Like me Colgar is from IL. A T&P valve is required by code.

Nobody cares that this was sent from my droid using. Plumbing Zone


----------



## Will (Jun 6, 2010)

Sounds like someone needs to have a talk with the head of Code in Illinois. There is no point of a T&P on a tankless water heater. If that is would is required, then I understand why you would install one, it's just not doing anything.


----------



## ILPlumber (Jun 17, 2008)

Rules is rules...
When I order one i just order the il code model. They know exactly what i need

Nobody cares that this was sent from my droid using. Plumbing Zone


----------



## ZL700 (Dec 8, 2009)

"Indirect, External, Submerged Coils. Indirect, external, *tankless or submerged coils* used in heating water shall be equipped with a thermostatic mixing valve or valves when not connected to a storage tank. A pressure relief valve shall be installed on the cold water inlet of the tank. A properly sized temperature and pressure relief valve, based upon the energy input rating of the coils, shall be installed on the tempered line with the temperature sensing element immersed in the tempered water line as close as possible to the mixing valve."

When this was written it wasn't to mean to include gas/electric fired tankless hot water heaters but a tankless coil such as a tankless coil inserted into a boiler for producing DHW. In this case a thermostatic mixing valve would be needed to control fluctuating temps due to burner cycling and heating operation possibly taking place simultaneously. That is why the T&P is also required otherwise there wouldn't be a temp or pressure safety on the domestic side, heated via the boiler. 

The interpretation of the inspectors needs to be pointed out, they are wrong.

But I hear you, why start a fight with a dummy inspector that can cause you problems. But you may wish to point it out nicely and let them figure it out, to benefit all.


----------



## plbgbiz (Aug 27, 2010)

Will said:


> There is no need for a T&P valve on a tankless. All that is needed is a Pressure Relief Valve. A Thermal Expansion Valve is needed if the system is on a closed system.


Don't they require the T&P here Will? I never even considered installing a tankless without it. I do see your point though.
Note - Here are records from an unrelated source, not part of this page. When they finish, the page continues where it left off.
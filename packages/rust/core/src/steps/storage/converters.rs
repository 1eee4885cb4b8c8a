use cloudgraph_client::storage::StorageAccount;
use cloudgraph_shared::{Entity, Result};

use super::constants::*;
use crate::steps::ArmResource;
use crate::web_linker::WebLinker;

pub fn create_storage_account_entity(linker: &WebLinker, account: &StorageAccount) -> Result<Entity> {
    let properties = &account.properties;
    let entity = ArmResource {
        id: account.id.as_deref(),
        name: account.name.as_deref(),
        resource_type: account.resource_type.as_deref(),
        location: account.location.as_deref(),
        tags: account.tags.as_ref(),
    }
    .entity(&STORAGE_ACCOUNT_ENTITY, linker, &[])?;

    let endpoints = properties
        .primary_endpoints
        .as_ref()
        .map(|endpoints| endpoints.urls())
        .filter(|urls| !urls.is_empty());

    Ok(entity
        .with("category", ["infrastructure"])
        .with("kind", &account.kind)
        .with("sku", account.sku.as_ref().and_then(|s| s.name.as_deref()))
        .with("skuTier", account.sku.as_ref().and_then(|s| s.tier.as_deref()))
        .with("endpoints", endpoints)
        .with("enableHttpsTrafficOnly", properties.supports_https_traffic_only)
        .with("allowBlobPublicAccess", properties.allow_blob_public_access)
        .with("minimumTlsVersion", &properties.minimum_tls_version)
        .with("isHnsEnabled", properties.is_hns_enabled)
        .with("provisioningState", &properties.provisioning_state)
        .with_raw_data("default", account))
}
However...If the burner malfunctioned and somehow over heated, a T&P would be nice to have. For instance, is it absolutely IMPOSSIBLE for the burner to come on without proper flow of water? If so, the lack of a T&P valve could be messy.


----------



## 1703 (Jul 21, 2009)

plbgbiz said:


> Don't they require the T&P here Will? I never even considered installing a tankless without it. I do see your point though.
> 
> However...If the burner malfunctioned and somehow over heated, a T&P would be nice to have. For instance, is it absolutely IMPOSSIBLE for the burner to come on without proper flow of water? If so, the lack of a T&P valve could be messy.


Yeah but the temp probe of the relief isn't anywhere near the heat exchanger IF the unit malfunctioned and the burner stayed on with no flow. Would it matter? Idk.

The good book of IL says it gets a t&p so it gets a t&p. But I also question it.


----------



## 1703 (Jul 21, 2009)

ZL700 said:


> "Indirect, External, Submerged Coils. Indirect, external, *tankless or submerged coils* used in heating water shall be equipped with a thermostatic mixing valve or valves when not connected to a storage tank. A pressure relief valve shall be installed on the cold water inlet of the tank. A properly sized temperature and pressure relief valve, based upon the energy input rating of the coils, shall be installed on the tempered line with the temperature sensing element immersed in the tempered water line as close as possible to the mixing valve."
> 
> When this was written it wasn't to mean to include gas/electric fired tankless hot water heaters but a tankless coil such as a tankless coil inserted into a boiler for producing DHW. In this case a thermostatic mixing valve would be needed to control fluctuating temps due to burner cycling and heating operation possibly taking place simultaneously. That is why the T&P is also required otherwise there wouldn't be a temp or pressure safety on the domestic side, heated via the boiler.
> 
> ...


That's my understanding as well. Somewhere along the way, I think I was told that the new code clarifies the tankless distinction. I have no idea if that is accurate and I'll believe it when I see it.


----------



## SewerRatz (Apr 25, 2009)

ZL700 said:


> "Indirect, External, Submerged Coils. Indirect, external, *tankless or submerged coils* used in heating water shall be equipped with a thermostatic mixing valve or valves when not connected to a storage tank. A pressure relief valve shall be installed on the cold water inlet of the tank. A properly sized temperature and pressure relief valve, based upon the energy input rating of the coils, shall be installed on the tempered line with the temperature sensing element immersed in the tempered water line as close as possible to the mixing valve."
> 
> When this was written it wasn't to mean to include gas/electric fired tankless hot water heaters but a tankless coil such as a tankless coil inserted into a boiler for producing DHW. In this case a thermostatic mixing valve would be needed to control fluctuating temps due to burner cycling and heating operation possibly taking place simultaneously. That is why the T&P is also required otherwise there wouldn't be a temp or pressure safety on the domestic side, heated via the boiler.
> 
> ...


Ok you clarified the first part of the code, what about this part?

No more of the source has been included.